Luzern

«Geschenk» für die Stadt Luzern: Das alte Krematorium geht in ihr Eigentum über

Die Stiftung Luzerner Feuerbestattung hat keine Verwendung mehr für das Gebäude und übergibt dieses kostenlos der Stadt. Die künftige Nutzung ist aber nach wie vor unklar.
Das alte Krematorium beim Friedhof Friedental. (Bild: Pius Amrein (Luzern, 15. April 2019))
Cornel Suter, Leiter Stadtgrün. (Bild: Pius Amrein)
So sieht es im Innern des Kuppelgebäudes aus. (Bild: Pius Amrein (Luzern, 15. April 2019))
Der Aussenbereich des alten Krematoriums (Bild: Pius Amrein (Luzern, 15. April 2019))

Stefan Dähler

Stefan Dähler

Stefan Dähler

Stefan Dähler

Das Gebäudeportfolio der Stadt Luzern wächst um ein bedeutendes Werk an: Per 1. Januar 2022 wird sie Eigentümerin des alten Krematoriums im Friedhof Friedental. Sie erhält das 1926 erbaute Kuppelgebäude von der Stiftung Luzerner Feuerbestattung als Schenkung. Letztere hat keine Verwendung mehr für den Bau, da dieser seit 2005 nicht mehr als Krematorium genutzt wird. Die Aussenanlage gehört der Stadt bereits.

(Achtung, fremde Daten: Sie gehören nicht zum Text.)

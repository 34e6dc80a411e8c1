//! Trajectory sampling
//!
//! Fixed-step sampling of a Keplerian orbit, corrected for the rotation of the
//! orbited body so the curve is drawn in its body-fixed frame.

use crate::kepler::{validate_mu, OrbitalElements};
use crate::rotation::Axis;
use crate::{GridError, Result, Vec3};
use serde::{Deserialize, Serialize};
use tracing::debug;

#[derive(Debug, Clone, Copy, PartialEq, Serialize, Deserialize)]
pub struct TrajectorySample {
    /// Seconds since periapsis
    pub time: f64,
    /// Body-fixed position (km), or display units after rescaling
    pub position: Vec3,
}

/// Time-ordered samples at a uniform step
#[derive(Debug, Clone, Default, PartialEq, Serialize, Deserialize)]
pub struct Trajectory {
    samples: Vec<TrajectorySample>,
}

impl Trajectory {
    pub fn samples(&self) -> &[TrajectorySample] {
        &self.samples
    }

    pub fn len(&self) -> usize {
        self.samples.len()
    }

    pub fn is_empty(&self) -> bool {
        self.samples.is_empty()
    }

    pub fn times(&self) -> Vec<f64> {
        self.samples.iter().map(|s| s.time).collect()
    }

    pub fn positions(&self) -> Vec<Vec3> {
        self.samples.iter().map(|s| s.position).collect()
    }

    /// Same times, new positions. Used after rescaling.
    pub fn with_positions(&self, positions: &[Vec3]) -> Result<Trajectory> {
        if positions.len() != self.samples.len() {
            return Err(GridError::Configuration(format!(
                "expected {} positions, got {}",
                self.samples.len(),
                positions.len()
            )));
        }
        let samples = self
            .samples
            .iter()
            .zip(positions)
            .map(|(s, p)| TrajectorySample {
                time: s.time,
                position: *p,
            })
            .collect();
        Ok(Trajectory { samples })
    }
}

/// Sampling parameters for [`TrajectorySampler`]
#[derive(Debug, Clone, Copy, PartialEq)]
pub struct TrajectorySampler {
    /// Gravitational parameter of the orbited body (km³/s²)
    pub mu: f64,
    /// Rotation rate of the orbited body (deg/s)
    pub planet_rotation_rate: f64,
    /// Axis of the body's own rotation
    pub rotation_axis: Axis,
    pub step_seconds: f64,
    pub duration_seconds: f64,
}

impl TrajectorySampler {
    pub fn new(mu: f64, planet_rotation_rate: f64, step_seconds: f64, duration_seconds: f64) -> Self {
        Self {
            mu,
            planet_rotation_rate,
            rotation_axis: Axis::Z,
            step_seconds,
            duration_seconds,
        }
    }

    pub fn with_rotation_axis(mut self, axis: Axis) -> Self {
        self.rotation_axis = axis;
        self
    }

    pub fn validate(&self) -> Result<()> {
        validate_mu(self.mu)?;
        if !(self.step_seconds.is_finite() && self.step_seconds > 0.0) {
            return Err(GridError::Configuration(format!(
                "step must be positive, got {} s",
                self.step_seconds
            )));
        }
        if !(self.duration_seconds.is_finite() && self.duration_seconds > 0.0) {
            return Err(GridError::Configuration(format!(
                "duration must be positive, got {} s",
                self.duration_seconds
            )));
        }
        if !self.planet_rotation_rate.is_finite() {
            return Err(GridError::Configuration(format!(
                "planet rotation rate must be finite, got {} deg/s",
                self.planet_rotation_rate
            )));
        }
        Ok(())
    }

    /// Sample times `i * step` strictly below the duration.
    pub fn times(&self) -> Result<Vec<f64>> {
        self.validate()?;
        let times: Vec<f64> = (0u64..)
            .map(|i| i as f64 * self.step_seconds)
            .take_while(|t| *t < self.duration_seconds)
            .collect();
        Ok(times)
    }

    pub fn sample(&self, elements: &OrbitalElements) -> Result<Trajectory> {
        elements.validate()?;
        let times = self.times()?;

        let mut samples = Vec::with_capacity(times.len());
        for time in times {
            let inertial = elements.position_at(time, self.mu)?;
            let position = self.body_fixed(&inertial, time);
            samples.push(TrajectorySample { time, position });
        }

        debug!(
            "Sampled {} positions (step {} s, duration {} s)",
            samples.len(),
            self.step_seconds,
            self.duration_seconds
        );

        Ok(Trajectory { samples })
    }

    /// Planetary rotation correction: the body has turned by `rate * t` degrees,
    /// so the body-fixed frame sees the position turned back by the same angle.
    fn body_fixed(&self, inertial: &Vec3, time: f64) -> Vec3 {
        self.rotation_axis
            .rotate(inertial, -self.planet_rotation_rate * time)
    }
}

/// Sample `elements` every `step_seconds` over `[0, duration_seconds)`.
pub fn sample(
    elements: &OrbitalElements,
    mu: f64,
    planet_rotation_rate: f64,
    step_seconds: f64,
    duration_seconds: f64,
) -> Result<Trajectory> {
    TrajectorySampler::new(mu, planet_rotation_rate, step_seconds, duration_seconds).sample(elements)
}

#[cfg(test)]
mod tests {
    use super::*;
    use crate::{EARTH_ROTATION_DEG_S, MU_EARTH};

    #[test]
    fn test_sample_count_and_uniform_step() {
        let elements = OrbitalElements::circular(7000.0).unwrap();
        let trajectory = sample(&elements, MU_EARTH, 0.0, 60.0, 6000.0).unwrap();

        assert_eq!(trajectory.len(), 100);
        for (i, s) in trajectory.samples().iter().enumerate() {
            assert_eq!(s.time, i as f64 * 60.0);
        }
    }

    #[test]
    fn test_partial_last_step_is_sampled() {
        let elements = OrbitalElements::circular(7000.0).unwrap();
        let trajectory = sample(&elements, MU_EARTH, 0.0, 30.0, 100.0).unwrap();

        assert_eq!(trajectory.times(), vec![0.0, 30.0, 60.0, 90.0]);
    }

    #[test]
    fn test_rejects_non_positive_step_or_duration() {
        let elements = OrbitalElements::circular(7000.0).unwrap();

        for (step, duration) in [(0.0, 100.0), (-1.0, 100.0), (10.0, 0.0), (10.0, -5.0)] {
            assert!(matches!(
                sample(&elements, MU_EARTH, 0.0, step, duration),
                Err(GridError::Configuration(_))
            ));
        }
    }

    #[test]
    fn test_rotation_correction_preserves_radius() {
        let elements = OrbitalElements::new(8000.0, 0.0, 51.6, 30.0, 0.0).unwrap();
        let trajectory = sample(&elements, MU_EARTH, 0.25, 120.0, 3600.0).unwrap();

        for s in trajectory.samples() {
            assert!((s.position.norm() - 8000.0).abs() < 1e-6);
        }
    }

    #[test]
    fn test_rotation_correction_angle() {
        // A body turning 1 deg/s about Z sees the sample at t = 90 s turned back by 90 degrees
        let elements = OrbitalElements::circular(7000.0).unwrap();
        let fixed = sample(&elements, MU_EARTH, 0.0, 90.0, 100.0).unwrap();
        let rotating = sample(&elements, MU_EARTH, 1.0, 90.0, 100.0).unwrap();

        let inertial = fixed.samples()[1].position;
        let corrected = rotating.samples()[1].position;
        let expected = Axis::Z.rotate(&inertial, -90.0);
        assert!((corrected - expected).norm() < 1e-9);
    }

    #[test]
    fn test_geostationary_orbit_stays_fixed() {
        // Radius whose mean motion matches the body's spin
        let spin = EARTH_ROTATION_DEG_S.to_radians();
        let radius = (MU_EARTH / (spin * spin)).cbrt();
        let elements = OrbitalElements::circular(radius).unwrap();
        let trajectory =
            sample(&elements, MU_EARTH, EARTH_ROTATION_DEG_S, 3600.0, 6.0 * 3600.0).unwrap();

        assert_eq!(trajectory.len(), 6);
        for s in trajectory.samples() {
            let drift = s.position.y.atan2(s.position.x).to_degrees();
            assert!(drift.abs() < 1e-6, "t={} drift {} deg", s.time, drift);
            assert!((s.position.norm() - radius).abs() < 1e-6);
        }
    }

    #[test]
    fn test_prograde_orbit_drifts_at_relative_rate() {
        let elements = OrbitalElements::circular(7000.0).unwrap();
        let orbit_rate = 360.0 / elements.period(MU_EARTH).unwrap();
        let trajectory = sample(&elements, MU_EARTH, EARTH_ROTATION_DEG_S, 60.0, 120.0).unwrap();

        let p = trajectory.samples()[1].position;
        let swept = p.y.atan2(p.x).to_degrees();
        let expected = (orbit_rate - EARTH_ROTATION_DEG_S) * 60.0;
        assert!((swept - expected).abs() < 1e-9, "swept {} expected {}", swept, expected);
    }

    #[test]
    fn test_with_positions_keeps_times() {
        let elements = OrbitalElements::circular(7000.0).unwrap();
        let trajectory = sample(&elements, MU_EARTH, 0.0, 60.0, 180.0).unwrap();
        let moved = trajectory
            .with_positions(&[Vec3::zeros(), Vec3::x(), Vec3::y()])
            .unwrap();

        assert_eq!(moved.times(), trajectory.times());
        assert_eq!(moved.positions()[1], Vec3::x());
        assert!(trajectory.with_positions(&[Vec3::x()]).is_err());
    }
}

«Wir haben uns gut überlegt, ob wir dieses Geschenk annehmen wollen», sagt Cornel Suter, Leiter der Stadtgärtnerei. Der Unterhaltsaufwand dürfte mehrere 10'000 Franken pro Jahr betragen, auch wenn sich das Gebäude in einem guten Zustand befinde. Zudem ist weiter nicht klar, wie die Anlage künftig genutzt werden soll. Eine 2019 vorgenommene Ausschreibung für eine Umnutzung endete ergebnislos. Es wurden nur fünf Konzepte eingereicht und diese seien zu wenig ausgereift gewesen.

Freiraum soll langfristig gesichert werden

«Den Ausschlag, die Schenkung anzunehmen, gab, dass wir uns ein Areal mit grosszügigen Grün- und Freiräumen langfristig sichern können», sagt Suter. «Freiräume gewinnen in immer dichter werdenden Städten an Bedeutung.» Hinzu kommt: In der Nachbarschaft des Krematoriums ist die Stadt bereits Eigentümerin des Friedhofs sowie des Naherholungsgebiets Friedental. Das vereinfache die Planung, falls dereinst ein neues Nutzungskonzept für das Gebiet erarbeitet werden sollte.

Auch kurz- und mittelfristig soll die Suche nach einer neuen Nutzung einfacher werden, wenn die ganze Anlage der Stadt gehört. Suter:

«Die Zusammenarbeit mit der Stiftung Feuerbestattung war zwar immer gut, die Meinungen gingen nicht auseinander. Aber es ist immer ein Zusatzaufwand, wenn mehr Organisationen involviert sind.»

Zuletzt wurde die Anlage im Herbst für ein Open-Air-Theater zwischengenutzt, weiter betreibt der Verein Kräuterei einen Garten auf einem Teil des 8300 Quadratmeter grossen Areals. Eine umfassende, längere Zwischen- oder Umnutzung des Krematoriums zeichnet sich derzeit nicht ab, so Suter. «Wir sind aber weiterhin offen für Ideen.»

Mehrere Umstände erschweren Suche nach neuer Nutzung

Dass es nicht einfach ist, eine neue Nutzung zu finden, komme nicht überraschend. «Der Standort ist abgelegen, und weil die Anlage als schützenswert gilt, kann man nicht einfach Umbauten vornehmen», so Suter. Zudem könne die Geschichte des Gebäudes sowie die Nähe zum Friedhof und damit zum Thema Tod abschreckend wirken. «Es ist uns wichtig, dass die neue Nutzung im Einklang steht mit der Umgebung. Eine Bar oder eine Disco beispielsweise wäre nicht möglich.»

Mit den kleineren Zwischennutzungen könne man nun immerhin austesten, was bei den Friedhofsnutzenden und bei der Bevölkerung auf Akzeptanz stösst. Eine erneute Ausschreibung sei derzeit nicht geplant, könnte mittelfristig aber wieder zum Thema werden, so Suter.